A espetacularização do liberou geral das armas de fogo, somada ao pacote Moro do endurecimento penal e da licença para matar, já chamado de kit desastre, tem outra nefasta consequência: desviar a atenção para o fato de que mais um governo se inicia no Brasil sem uma verdadeira Política Nacional de Segurança Pública que valorize nossas polícias, reforme o sistema prisional e previna a violência entre crianças e jovens, municiada com evidências científicas sobre o que realmente funciona para reduzir a violência.
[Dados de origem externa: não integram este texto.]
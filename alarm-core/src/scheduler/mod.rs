//! Cooperative service loop.
//!
//! One tick steps bootstrap, refreshes the status page from the tracker, and
//! gives every connection slot exactly one service call in ascending order.
//! The only wait inside a tick is the bootstrap throttle, applied while no
//! lease is held.

use core::time::Duration;

use crate::bootstrap::{BootstrapController, BootstrapState, FailReason, LeaseClient, StepReport};
use crate::config::{BOOTSTRAP_THROTTLE, HTTP_SLOT_COUNT};
use crate::document::{DocumentTemplate, Page, STATUS_PAGE_LEN};
use crate::tracker::EventTracker;

/// Why the scheduler stopped serving.
pub type HaltReason = FailReason;

/// Monotonic time source plus the loop's only blocking wait.
#[allow(async_fn_in_trait)]
pub trait Clock {
    /// Time since boot.
    fn now(&self) -> Duration;

    /// Suspends the loop for `duration`.
    async fn delay(&mut self, duration: Duration);
}

/// Identifier of a connection slot.
#[derive(Copy, Clone, Debug, Eq, PartialEq, Ord, PartialOrd)]
#[cfg_attr(feature = "defmt", derive(defmt::Format))]
pub struct SlotId(pub usize);

impl SlotId {
    #[must_use]
    pub const fn index(self) -> usize {
        self.0
    }
}

/// Serves connections one non-blocking step at a time.
pub trait ConnectionService {
    /// Performs one step on `slot`, using `page` as the response body.
    fn service(&mut self, slot: SlotId, page: &Page<'_>);
}

/// Loop lifecycle.
#[derive(Copy, Clone, Debug, Eq, PartialEq)]
#[cfg_attr(feature = "defmt", derive(defmt::Format))]
pub enum SchedulerState {
    Running,
    Halted(HaltReason),
}

/// What a single tick did.
#[derive(Copy, Clone, Debug, Eq, PartialEq)]
pub struct TickReport {
    /// Sequence number of the tick, starting at 1.
    pub tick: u32,
    /// Bootstrap step taken this tick; `None` once halted.
    pub bootstrap: Option<StepReport>,
    /// Whether the bootstrap throttle was applied.
    pub throttled: bool,
    /// Time the document was rendered at, if it was.
    pub rendered_at: Option<Duration>,
    /// Number of slots given a service call.
    pub slots_serviced: usize,
    pub state: SchedulerState,
}

/// Owner of the status page and driver of every main-loop collaborator.
pub struct ServiceScheduler<'a, C, L, S, const N: usize = HTTP_SLOT_COUNT> {
    clock: C,
    bootstrap: BootstrapController<L>,
    tracker: &'a EventTracker,
    document: DocumentTemplate<STATUS_PAGE_LEN>,
    slots: S,
    slot_ids: [SlotId; N],
    throttle: Duration,
    state: SchedulerState,
    ticks: u32,
}

impl<'a, C, L, S, const N: usize> ServiceScheduler<'a, C, L, S, N>
where
    C: Clock,
    L: LeaseClient,
    S: ConnectionService,
{
    pub fn new(
        clock: C,
        bootstrap: BootstrapController<L>,
        tracker: &'a EventTracker,
        document: DocumentTemplate<STATUS_PAGE_LEN>,
        slots: S,
    ) -> Self {
        Self {
            clock,
            bootstrap,
            tracker,
            document,
            slots,
            slot_ids: core::array::from_fn(SlotId),
            throttle: BOOTSTRAP_THROTTLE,
            state: SchedulerState::Running,
            ticks: 0,
        }
    }

    /// Overrides the bootstrap throttle.
    #[must_use]
    pub fn with_throttle(mut self, throttle: Duration) -> Self {
        self.throttle = throttle;
        self
    }

    #[must_use]
    pub fn state(&self) -> SchedulerState {
        self.state
    }

    #[must_use]
    pub fn ticks(&self) -> u32 {
        self.ticks
    }

    pub fn document(&self) -> &DocumentTemplate<STATUS_PAGE_LEN> {
        &self.document
    }

    pub fn bootstrap(&self) -> &BootstrapController<L> {
        &self.bootstrap
    }

    pub fn bootstrap_mut(&mut self) -> &mut BootstrapController<L> {
        &mut self.bootstrap
    }

    pub fn tracker(&self) -> &'a EventTracker {
        self.tracker
    }

    pub fn clock(&self) -> &C {
        &self.clock
    }

    pub fn clock_mut(&mut self) -> &mut C {
        &mut self.clock
    }

    pub fn slots(&self) -> &S {
        &self.slots
    }

    pub fn slots_mut(&mut self) -> &mut S {
        &mut self.slots
    }

    /// Runs one tick. A halted scheduler returns immediately without
    /// touching the document or the slots.
    pub async fn tick(&mut self) -> TickReport {
        self.ticks = self.ticks.wrapping_add(1);
        let mut report = TickReport {
            tick: self.ticks,
            bootstrap: None,
            throttled: false,
            rendered_at: None,
            slots_serviced: 0,
            state: self.state,
        };

        if let SchedulerState::Halted(_) = self.state {
            return report;
        }

        let step = self.bootstrap.step(self.clock.now());
        report.bootstrap = Some(step);
        if let BootstrapState::Failed(reason) = step.state {
            self.state = SchedulerState::Halted(reason);
            report.state = self.state;
            return report;
        }

        if !step.state.is_leased() {
            self.clock.delay(self.throttle).await;
            report.throttled = true;
        }

        let now = self.clock.now();
        let snapshot = self.tracker.snapshot();
        self.document.render_snapshot(now, &snapshot);
        report.rendered_at = Some(now);

        let page = self.document.page();
        for slot in self.slot_ids {
            self.slots.service(slot, &page);
            report.slots_serviced += 1;
        }

        embassy_futures::yield_now().await;
        report
    }

    /// Ticks until bootstrap fails, handing each report to `observe`.
    pub async fn run<F>(&mut self, mut observe: F) -> HaltReason
    where
        F: FnMut(&TickReport),
    {
        loop {
            let report = self.tick().await;
            observe(&report);
            if let SchedulerState::Halted(reason) = self.state {
                return reason;
            }
        }
    }
}
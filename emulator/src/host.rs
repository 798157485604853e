//! Host stand-ins for the board: a virtual clock, a scripted DHCP client and
//! in-memory sockets.

use std::collections::VecDeque;
use std::convert::Infallible;
use std::net::Ipv4Addr;
use std::task::Poll;
use std::time::Duration;

use alarm_core::bootstrap::{Lease, LeaseClient, LeaseResult};
use alarm_core::config::NetConfig;
use alarm_core::http::SlotSocket;
use alarm_core::scheduler::Clock;

/// Largest chunk a [`MemorySocket`] accepts per write, so long responses
/// span several ticks the way they do on the W5500.
pub const WRITE_CHUNK: usize = 1_024;

/// Clock that only moves when told to, or when the loop delays.
#[derive(Debug, Default)]
pub struct VirtualClock {
    now: Duration,
}

impl VirtualClock {
    pub fn advance(&mut self, by: Duration) {
        self.now += by;
    }
}

impl Clock for VirtualClock {
    fn now(&self) -> Duration {
        self.now
    }

    async fn delay(&mut self, duration: Duration) {
        self.now += duration;
    }
}

/// Lease granted by the simulated DHCP server.
pub fn simulated_lease(last_octet: u8) -> Lease {
    Lease {
        config: NetConfig::new(
            Ipv4Addr::new(192, 168, 1, last_octet),
            Ipv4Addr::new(255, 255, 255, 0),
            Ipv4Addr::new(192, 168, 1, 1),
            Ipv4Addr::new(192, 168, 1, 1),
        ),
        lease_time: Duration::from_secs(86_400),
    }
}

/// Client-side calls observed by [`ScriptedLease`].
#[derive(Copy, Clone, Debug, Eq, PartialEq)]
pub enum LeaseCall {
    Start,
    Apply(Lease),
    Stop,
}

/// DHCP client replaying queued outcomes, one per step.
#[derive(Debug, Default)]
pub struct ScriptedLease {
    queued: VecDeque<LeaseResult>,
    calls: Vec<LeaseCall>,
}

impl ScriptedLease {
    pub fn queue(&mut self, result: LeaseResult) {
        self.queued.push_back(result);
    }

    pub fn queued(&self) -> usize {
        self.queued.len()
    }

    pub fn calls(&self) -> &[LeaseCall] {
        &self.calls
    }
}

impl LeaseClient for ScriptedLease {
    fn start(&mut self) {
        self.calls.push(LeaseCall::Start);
    }

    fn step(&mut self, _now: Duration) -> LeaseResult {
        self.queued.pop_front().unwrap_or(LeaseResult::Pending)
    }

    fn apply(&mut self, lease: &Lease) {
        self.calls.push(LeaseCall::Apply(*lease));
    }

    fn stop(&mut self) {
        self.calls.push(LeaseCall::Stop);
        self.queued.clear();
    }
}

/// Socket fed by the REPL: one queued request becomes one connection.
#[derive(Debug, Default)]
pub struct MemorySocket {
    waiting: Option<Vec<u8>>,
    request: Vec<u8>,
    read: usize,
    response: Vec<u8>,
    completed: VecDeque<Vec<u8>>,
    connected: bool,
}

impl MemorySocket {
    /// Whether a new request can be queued.
    pub fn is_free(&self) -> bool {
        self.waiting.is_none() && !self.connected
    }

    pub fn connect(&mut self, request: Vec<u8>) {
        self.waiting = Some(request);
    }

    /// Responses whose connection has closed, oldest first.
    pub fn take_completed(&mut self) -> Vec<Vec<u8>> {
        self.completed.drain(..).collect()
    }
}

impl SlotSocket for MemorySocket {
    type Error = Infallible;

    fn poll_accept(&mut self) -> Poll<Result<(), Infallible>> {
        match self.waiting.take() {
            Some(request) => {
                self.request = request;
                self.read = 0;
                self.response.clear();
                self.connected = true;
                Poll::Ready(Ok(()))
            }
            None => Poll::Pending,
        }
    }

    fn poll_read(&mut self, buf: &mut [u8]) -> Poll<Result<usize, Infallible>> {
        let remaining = &self.request[self.read..];
        let count = remaining.len().min(buf.len());
        buf[..count].copy_from_slice(&remaining[..count]);
        self.read += count;
        Poll::Ready(Ok(count))
    }

    fn poll_write(&mut self, data: &[u8]) -> Poll<Result<usize, Infallible>> {
        let count = data.len().min(WRITE_CHUNK);
        self.response.extend_from_slice(&data[..count]);
        Poll::Ready(Ok(count))
    }

    fn poll_close(&mut self) -> Poll<()> {
        if self.connected {
            self.connected = false;
            self.completed.push_back(std::mem::take(&mut self.response));
        }
        Poll::Ready(())
    }

    fn abort(&mut self) {
        self.connected = false;
        self.response.clear();
    }
}

/// Status line and body size of a raw response.
pub fn summarize_response(raw: &[u8]) -> (String, usize) {
    let status_end = raw
        .windows(2)
        .position(|window| window == b"\r\n")
        .unwrap_or(raw.len());
    let status = String::from_utf8_lossy(&raw[..status_end]).into_owned();
    let body = raw
        .windows(4)
        .position(|window| window == b"\r\n\r\n")
        .map_or(0, |head_end| raw.len() - head_end - 4);
    (status, body)
}

#[cfg(test)]
mod tests {
    use super::*;

    #[test]
    fn memory_socket_round_trip() {
        let mut socket = MemorySocket::default();
        assert!(socket.is_free());
        socket.connect(b"GET / HTTP/1.1\r\n\r\n".to_vec());
        assert!(!socket.is_free());
        assert_eq!(socket.poll_accept(), Poll::Ready(Ok(())));

        let mut buf = [0u8; 8];
        assert_eq!(socket.poll_read(&mut buf), Poll::Ready(Ok(8)));
        assert_eq!(&buf, b"GET / HT");

        let big = vec![b'x'; WRITE_CHUNK + 10];
        assert_eq!(socket.poll_write(&big), Poll::Ready(Ok(WRITE_CHUNK)));
        assert_eq!(socket.poll_close(), Poll::Ready(()));
        assert!(socket.is_free());
        assert_eq!(socket.take_completed()[0].len(), WRITE_CHUNK);
    }

    #[test]
    fn summarizes_status_and_body() {
        let (status, body) = summarize_response(b"HTTP/1.1 404 Not Found\r\nA: b\r\n\r\nNot Found");
        assert_eq!(status, "HTTP/1.1 404 Not Found");
        assert_eq!(body, 9);
    }

    #[test]
    fn scripted_lease_drains_in_order() {
        let mut client = ScriptedLease::default();
        client.queue(LeaseResult::Timeout);
        client.queue(LeaseResult::Leased(simulated_lease(50)));
        assert_eq!(client.step(Duration::ZERO), LeaseResult::Timeout);
        assert_eq!(
            client.step(Duration::ZERO),
            LeaseResult::Leased(simulated_lease(50))
        );
        assert_eq!(client.step(Duration::ZERO), LeaseResult::Pending);
    }
}
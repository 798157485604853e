mod host;
mod serve;
mod session;

use std::env;
use std::io::{self, BufRead, Write};
use std::net::SocketAddr;
use std::process;

use alarm_core::config::{AddressingMode, STATIC_NET_CONFIG};
use alarm_core::tracker::{EventTracker, PinLevel};
use session::{Session, TranscriptProfile};

const USAGE: &str = "Usage: alarm-emulator [--profile <interactive|motion|door|dhcp-failure>] [--static]\n       alarm-emulator --serve <addr:port>";

enum Mode {
    Repl {
        profile: Option<TranscriptProfile>,
        addressing: AddressingMode,
    },
    Serve(SocketAddr),
}

fn main() -> io::Result<()> {
    let mode = parse_args(env::args().skip(1)).unwrap_or_else(|err| {
        eprintln!("{err}");
        eprintln!("{USAGE}");
        process::exit(2);
    });

    match mode {
        Mode::Serve(addr) => serve::run(addr),
        Mode::Repl {
            profile,
            addressing,
        } => repl(profile, addressing),
    }
}

fn repl(profile: Option<TranscriptProfile>, addressing: AddressingMode) -> io::Result<()> {
    let stdin = io::stdin();
    let mut reader = stdin.lock();
    let stdout = io::stdout();
    let mut writer = stdout.lock();
    let tracker = EventTracker::new(std::time::Duration::ZERO, PinLevel::Low);
    let mut session = Session::new(&tracker, addressing, profile)?;
    let mut line = String::new();

    writeln!(
        writer,
        "Home alarm emulator ready. Type `help` for commands or `exit` to quit."
    )?;

    loop {
        line.clear();
        write!(writer, "> ")?;
        writer.flush()?;

        let bytes_read = reader.read_line(&mut line)?;
        if bytes_read == 0 {
            writeln!(writer)?;
            break;
        }

        let trimmed = line.trim();
        if trimmed.is_empty() {
            continue;
        }

        if should_terminate(trimmed) {
            writeln!(writer, "Session closed.")?;
            break;
        }

        let responses = session.handle_command(trimmed)?;
        for response in responses {
            writeln!(writer, "{response}")?;
        }
    }

    Ok(())
}

fn should_terminate(input: &str) -> bool {
    input.eq_ignore_ascii_case("exit") || input.eq_ignore_ascii_case("quit")
}

fn parse_args(mut args: impl Iterator<Item = String>) -> Result<Mode, String> {
    let mut profile = None;
    let mut addressing = AddressingMode::Dhcp;

    while let Some(arg) = args.next() {
        if let Some(value) = arg.strip_prefix("--profile=") {
            profile = Some(TranscriptProfile::from_tag(value)?);
        } else if arg == "--profile" {
            let value = args.next().ok_or("Expected value after --profile")?;
            profile = Some(TranscriptProfile::from_tag(&value)?);
        } else if arg == "--static" {
            addressing = AddressingMode::Static(STATIC_NET_CONFIG);
        } else if arg == "--serve" {
            let value = args.next().ok_or("Expected address after --serve")?;
            let addr = value
                .parse()
                .map_err(|_| format!("Invalid listen address `{value}`"))?;
            return Ok(Mode::Serve(addr));
        } else {
            return Err(format!("Unexpected argument `{arg}`"));
        }
    }

    Ok(Mode::Repl {
        profile,
        addressing,
    })
}
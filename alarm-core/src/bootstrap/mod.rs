//! Retry and fail-stop policy around address acquisition.
//!
//! The DHCP exchange itself belongs to a [`LeaseClient`]; the controller only
//! counts timeouts, applies leases, and decides when the device must stop
//! serving for good.

use core::fmt;
use core::time::Duration;

use crate::config::{AddressingMode, NetConfig};

/// Address assignment granted by the DHCP server.
#[derive(Copy, Clone, Debug, Eq, PartialEq)]
pub struct Lease {
    pub config: NetConfig,
    pub lease_time: Duration,
}

/// Outcome of a single non-blocking DHCP client step.
#[derive(Copy, Clone, Debug, Eq, PartialEq)]
pub enum LeaseResult {
    /// Exchange still in flight, or nothing new since the last step.
    Pending,
    /// A fresh lease was granted.
    Leased(Lease),
    /// The current lease was extended, possibly with new parameters.
    Renewed(Lease),
    /// The current attempt ran out of time.
    Timeout,
    /// The granted address is already in use on the network.
    Conflict,
}

/// DHCP client driven by the controller.
pub trait LeaseClient {
    /// Begins acquiring an address.
    fn start(&mut self);

    /// Advances the exchange without blocking.
    fn step(&mut self, now: Duration) -> LeaseResult;

    /// Pushes a granted lease into the network layer.
    fn apply(&mut self, lease: &Lease);

    /// Abandons the exchange and releases the client.
    fn stop(&mut self);
}

/// Why bootstrap gave up.
#[derive(Copy, Clone, Debug, Eq, PartialEq)]
#[cfg_attr(feature = "defmt", derive(defmt::Format))]
pub enum FailReason {
    /// More consecutive timeouts than the retry limit allows.
    RetryLimitExceeded { attempts: u8 },
    /// The leased address collides with another host.
    AddressConflict,
}

impl fmt::Display for FailReason {
    fn fmt(&self, f: &mut fmt::Formatter<'_>) -> fmt::Result {
        match self {
            FailReason::RetryLimitExceeded { attempts } => {
                write!(f, "DHCP failed after {attempts} timeouts")
            }
            FailReason::AddressConflict => write!(f, "leased address conflicts"),
        }
    }
}

/// Bootstrap lifecycle.
#[derive(Copy, Clone, Debug, Eq, PartialEq)]
#[cfg_attr(feature = "defmt", derive(defmt::Format))]
pub enum BootstrapState {
    Idle,
    Acquiring,
    Leased,
    /// Number of consecutive timeouts seen so far.
    Retrying(u8),
    Failed(FailReason),
}

impl BootstrapState {
    #[must_use]
    pub const fn is_leased(self) -> bool {
        matches!(self, BootstrapState::Leased)
    }

    /// `Failed` never transitions again.
    #[must_use]
    pub const fn is_terminal(self) -> bool {
        matches!(self, BootstrapState::Failed(_))
    }

    /// Consecutive timeouts recorded in this state.
    #[must_use]
    pub const fn attempts(self) -> u8 {
        match self {
            BootstrapState::Retrying(attempts) => attempts,
            BootstrapState::Failed(FailReason::RetryLimitExceeded { attempts }) => attempts,
            _ => 0,
        }
    }
}

/// Transition worth logging, reported by [`BootstrapController::step`].
#[derive(Copy, Clone, Debug, Eq, PartialEq)]
pub enum BootstrapEvent {
    Started,
    Leased(Lease),
    Renewed(Lease),
    /// Attempt `attempt` of `limit` timed out and will be retried.
    Timeout { attempt: u8, limit: u8 },
    /// A held lease stopped being valid.
    LeaseLost,
    Failed(FailReason),
}

/// State after a step plus the transition it took, if any.
#[derive(Copy, Clone, Debug, Eq, PartialEq)]
pub struct StepReport {
    pub state: BootstrapState,
    pub event: Option<BootstrapEvent>,
}

impl StepReport {
    const fn quiet(state: BootstrapState) -> Self {
        Self { state, event: None }
    }

    const fn with(state: BootstrapState, event: BootstrapEvent) -> Self {
        Self {
            state,
            event: Some(event),
        }
    }
}

/// Policy layer over a [`LeaseClient`].
pub struct BootstrapController<L> {
    client: L,
    mode: AddressingMode,
    state: BootstrapState,
    retry_limit: u8,
}

impl<L: LeaseClient> BootstrapController<L> {
    /// Creates a controller. Static addressing starts, and stays, `Leased`.
    pub fn new(mode: AddressingMode, client: L, retry_limit: u8) -> Self {
        let state = match mode {
            AddressingMode::Dhcp => BootstrapState::Idle,
            AddressingMode::Static(_) => BootstrapState::Leased,
        };
        Self {
            client,
            mode,
            state,
            retry_limit,
        }
    }

    #[must_use]
    pub fn state(&self) -> BootstrapState {
        self.state
    }

    #[must_use]
    pub fn retry_limit(&self) -> u8 {
        self.retry_limit
    }

    /// Configuration in effect when static addressing is compiled in.
    #[must_use]
    pub fn static_config(&self) -> Option<NetConfig> {
        match self.mode {
            AddressingMode::Static(config) => Some(config),
            AddressingMode::Dhcp => None,
        }
    }

    pub fn client(&self) -> &L {
        &self.client
    }

    pub fn client_mut(&mut self) -> &mut L {
        &mut self.client
    }

    /// Advances at most one transition. Never blocks.
    pub fn step(&mut self, now: Duration) -> StepReport {
        if self.static_config().is_some() {
            return StepReport::quiet(self.state);
        }

        let report = match self.state {
            BootstrapState::Failed(_) => StepReport::quiet(self.state),
            BootstrapState::Idle => {
                self.client.start();
                StepReport::with(BootstrapState::Acquiring, BootstrapEvent::Started)
            }
            BootstrapState::Acquiring | BootstrapState::Retrying(_) => self.step_acquiring(now),
            BootstrapState::Leased => self.step_leased(now),
        };

        self.state = report.state;
        report
    }

    fn step_acquiring(&mut self, now: Duration) -> StepReport {
        match self.client.step(now) {
            LeaseResult::Pending => StepReport::quiet(self.state),
            LeaseResult::Leased(lease) | LeaseResult::Renewed(lease) => {
                self.client.apply(&lease);
                StepReport::with(BootstrapState::Leased, BootstrapEvent::Leased(lease))
            }
            LeaseResult::Timeout => self.timeout(self.state.attempts(), None),
            LeaseResult::Conflict => self.fail(FailReason::AddressConflict),
        }
    }

    fn step_leased(&mut self, now: Duration) -> StepReport {
        match self.client.step(now) {
            LeaseResult::Pending => StepReport::quiet(self.state),
            LeaseResult::Leased(lease) | LeaseResult::Renewed(lease) => {
                self.client.apply(&lease);
                StepReport::with(BootstrapState::Leased, BootstrapEvent::Renewed(lease))
            }
            LeaseResult::Timeout => self.timeout(0, Some(BootstrapEvent::LeaseLost)),
            LeaseResult::Conflict => self.fail(FailReason::AddressConflict),
        }
    }

    fn timeout(&mut self, previous: u8, event: Option<BootstrapEvent>) -> StepReport {
        let attempt = previous.saturating_add(1);
        if attempt > self.retry_limit {
            return self.fail(FailReason::RetryLimitExceeded { attempts: attempt });
        }

        let event = event.unwrap_or(BootstrapEvent::Timeout {
            attempt,
            limit: self.retry_limit,
        });
        StepReport::with(BootstrapState::Retrying(attempt), event)
    }

    fn fail(&mut self, reason: FailReason) -> StepReport {
        self.client.stop();
        StepReport::with(BootstrapState::Failed(reason), BootstrapEvent::Failed(reason))
    }
}
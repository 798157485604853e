use alarm_core::tracker::{EventTracker, PinLevel, Sensor};
use cortex_m_rt::entry;
use defmt_rtt as _;
use embassy_executor::{Executor, InterruptExecutor};
use embassy_rp::gpio::{Input, Level, Output, Pull};
use embassy_rp::interrupt;
use embassy_rp::interrupt::{InterruptExt, Priority};
use embassy_rp::spi::{self, Spi};
use static_cell::StaticCell;

use crate::net;

mod net_task;
mod sensor_task;
mod service_task;

/// W5500 SPI clock; the chip tolerates up to 80 MHz.
const ETHERNET_SPI_HZ: u32 = 50_000_000;

/// Runs the sensor watchers above the service loop so edges are stamped
/// while a tick is in progress.
static EXECUTOR_EDGES: InterruptExecutor = InterruptExecutor::new();
static EXECUTOR_MAIN: StaticCell<Executor> = StaticCell::new();
static TRACKER: StaticCell<EventTracker> = StaticCell::new();

#[interrupt]
unsafe fn SWI_IRQ_1() {
    unsafe { EXECUTOR_EDGES.on_interrupt() }
}

#[entry]
fn main() -> ! {
    let p = embassy_rp::init(Default::default());

    // GPIO2: PIR output. GPIO3: door contact, pulled up, high while open.
    let motion = Input::new(p.PIN_2, Pull::None);
    let door = Input::new(p.PIN_3, Pull::Up);
    let tracker: &'static EventTracker = TRACKER.init(EventTracker::new(
        net::uptime(),
        PinLevel::from_high(door.is_high()),
    ));

    interrupt::SWI_IRQ_1.set_priority(Priority::P2);
    let edges = EXECUTOR_EDGES.start(interrupt::SWI_IRQ_1);
    edges.spawn(sensor_task::watch(Sensor::Door, door, tracker).expect("door watcher slot"));
    edges.spawn(sensor_task::watch(Sensor::Motion, motion, tracker).expect("motion watcher slot"));

    // W5500-EVB-Pico wiring.
    let mut spi_config = spi::Config::default();
    spi_config.frequency = ETHERNET_SPI_HZ;
    let ethernet = net_task::EthernetParts {
        spi: Spi::new(
            p.SPI0, p.PIN_18, p.PIN_19, p.PIN_16, p.DMA_CH0, p.DMA_CH1, spi_config,
        ),
        cs: Output::new(p.PIN_17, Level::High),
        int: Input::new(p.PIN_21, Pull::Up),
        reset: Output::new(p.PIN_20, Level::High),
    };

    let executor = EXECUTOR_MAIN.init(Executor::new());
    executor.run(|spawner| {
        spawner.spawn(net_task::boot(spawner, ethernet, tracker).expect("boot task slot"));
    })
}
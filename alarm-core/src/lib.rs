#![no_std]

// Shared logic for the home alarm status page.
//
// Everything here is portable between the RP2040 firmware and the host
// emulator: no standard library, no allocation, and collaborators (clock,
// DHCP client, sockets) enter through traits.

pub mod bootstrap;
pub mod config;
pub mod document;
pub mod http;
pub mod scheduler;
pub mod tracker;
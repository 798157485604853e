use core::panic::PanicInfo;
use defmt::error;

use crate::status;

#[panic_handler]
fn panic(info: &PanicInfo) -> ! {
    status::record_panic();
    let status = status::snapshot();
    error!(
        "PANIC at tick {} ({}): {}",
        status.ticks,
        status.bootstrap.label(),
        defmt::Display2Format(info)
    );
    cortex_m::asm::udf();
}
Isso para não dizer que, quando olhamos apenas aquilo que queremos ver e não as evidências sobre o tema, não nos damos conta do drama que a segurança pública brasileira enfrenta. Em pesquisa do FBSP/Datafolha, publicada hoje (26), 9 mulheres com 16 anos ou mais de idade são agredidas por minuto no Brasil. Ou seja, se mesmo após o movimento de mulheres conseguir afastar da jurisprudência brasileira o conceito de forte emoção como critério prévio de legítima defesa o número de mulheres vítima é tão alto, imaginem se a ideia de amplia-lo para a população, no anseio populista de querer agradar aos policiais, entre em vigor?
Em segurança pública, as evidências mostram que mais armas, mais mortes; menos informação, significa mais tempo gasto com debates ideológicos e/ou conceituais pouco produtivos.
***
Daniel Cerqueira, economista, é membro do Conselho de Administração do Fórum Brasileiro de Segurança Pública.
Alberto Kopittke. Diretor Executivo do Instituto Cidade Segura, associado do Fórum Brasileiro de Segurança Pública.